Mi piacciono molto le mele Pink Lady. Le compriamo sempre, ce ne sono sempre alcune proprio sul tavolo della nostra cucina, in un bel cestello “di design” che mi regalò anni fa un amico. Insomma, sono apprezzate e valorizzate. Devo dire che anche il mio cane ne adora i torsoli.
Però. Però ogni mela ha su un adesivo, un cuoricino, che garantisce che quella è una Pink Lady, “Simbolo ufficiale del piacere, è anche una garanzia di autenticità e della costanza della sua qualità per tutto l’anno; perché per essere una Pink Lady®, non basta volerlo”, spiega il sito dei produttori italiani (ma ce ne sono tanti nella altre due zone di produzione: in Francia, dove sono nate queste mele, e in Spagna). Detto cuoricino è un adesivo, fatto di un materiale che sembra plastico, attaccato con una colla (che certamente non è di tipo dannoso alla salute). Lo stesso adesivo è prodotto in qualche fabbrica di adesivi, che consuma energia per stamparlo, tagliarlo, confezionarlo per la spedizione, e che lo fa poi trasportare dove sono le mele da etichettare. Di Pink Lady se ne producono molte, la coltivazione va molto bene, e l’ultima stagione ce ne ha regalate in totale nelle tre zone di produzione 225.000 tonnellate. Il che vuol dire, dividendo per un peso medio di 160 grammi (almeno, quelle che compro qui in Belgio pesano questo, ma credo che sia un valore standardizzato) circa 1.406.250.000 mele.
Non sono riuscito a pesare l’adesivo, è davvero un “niente”, ma quando ne attacchi un miliardo e quattrocentomila (forse un po’ meno, non tutta la produzione è destinata al commercio al dettaglio) immagino si tratti di numerose centinaia di chili. Di etichette inutili, anche perché sempre, o quasi, queste mele sono confezionate in scatole di cartone, riciclabile, certificato Fsc, cioè da agricoltura responsabile, che contengono di solito sei frutti. E sono dunque ben riconoscibili dai consumatori.

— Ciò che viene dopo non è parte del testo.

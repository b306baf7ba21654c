// Copyright (C) 2026  Caprica Software Limited
//
// This program is free software: you can redistribute it and/or modify
// it under the terms of the GNU General Public License as published by
// the Free Software Foundation, either version 3 of the License, or
// (at your option) any later version.
//
// This program is distributed in the hope that it will be useful,
// but WITHOUT ANY WARRANTY; without even the implied warranty of
// MERCHANTABILITY or FITNESS FOR A PARTICULAR PURPOSE.  See the
// GNU General Public License for more details.
//
// You should have received a copy of the GNU General Public License
// along with this program.  If not, see <https://www.gnu.org/licenses/>.

//! Random cup selection.
//!
//! Draws an ordered selection of distinct tracks from the pool. The whole
//! pool is shuffled and then truncated, so every subset of the requested
//! size is equally likely and, within it, every running order is equally
//! likely. Picking first and ordering afterwards would not give both
//! guarantees at once.

use rand::{Rng, seq::SliceRandom};
use thiserror::Error;

use crate::model::{SelectedTrack, Track};

#[derive(Debug, Error, PartialEq, Eq)]
pub enum DrawError {
    #[error("cup size must be between 1 and {pool_size}, requested {requested}")]
    CountOutOfRange { requested: usize, pool_size: usize },
}

/// Draws `count` distinct tracks from `pool` in a uniformly random running
/// order, assigning dense 1-based order numbers.
///
/// The random source is supplied by the caller so that draws can be
/// reproduced from a fixed seed.
///
/// # Errors
///
/// Returns [`DrawError::CountOutOfRange`] when `count` is zero or exceeds
/// the pool size. That is a caller bug, not a runtime condition, and is
/// never clamped silently.
pub fn draw(
    pool: &[Track],
    count: usize,
    rng: &mut impl Rng,
) -> Result<Vec<SelectedTrack>, DrawError> {
    if count == 0 || count > pool.len() {
        return Err(DrawError::CountOutOfRange {
            requested: count,
            pool_size: pool.len(),
        });
    }

    let mut shuffled = pool.to_vec();
    shuffled.shuffle(rng);
    shuffled.truncate(count);

    Ok(shuffled
        .into_iter()
        .enumerate()
        .map(|(index, track)| SelectedTrack {
            track,
            order: index as u32 + 1,
        })
        .collect())
}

Su questa cosa degli imballaggi inutili entro un po’ in fissa, tempo fa ho scritto delle scatole per le capsule di caffè, che spesso hanno dei divisori interni per tenere queste capsule (di solito di alluminio, che qui in Belgio si riciclano) in bell’ordine. Bello e inutile, perché non si tratta di oggetti che possono rompersi urtando l’una contro l’altra: non sono uova.
Insomma, mi pare ci sia tanto da fare in questo settore degli imballaggi, mi sembra che la normativa europea ora in discussione abbia ragion d’essere e che margini per rendere questo servizio ai consumatori più sostenibile ce ne siano molti, anche considerando le piccole etichette inutili.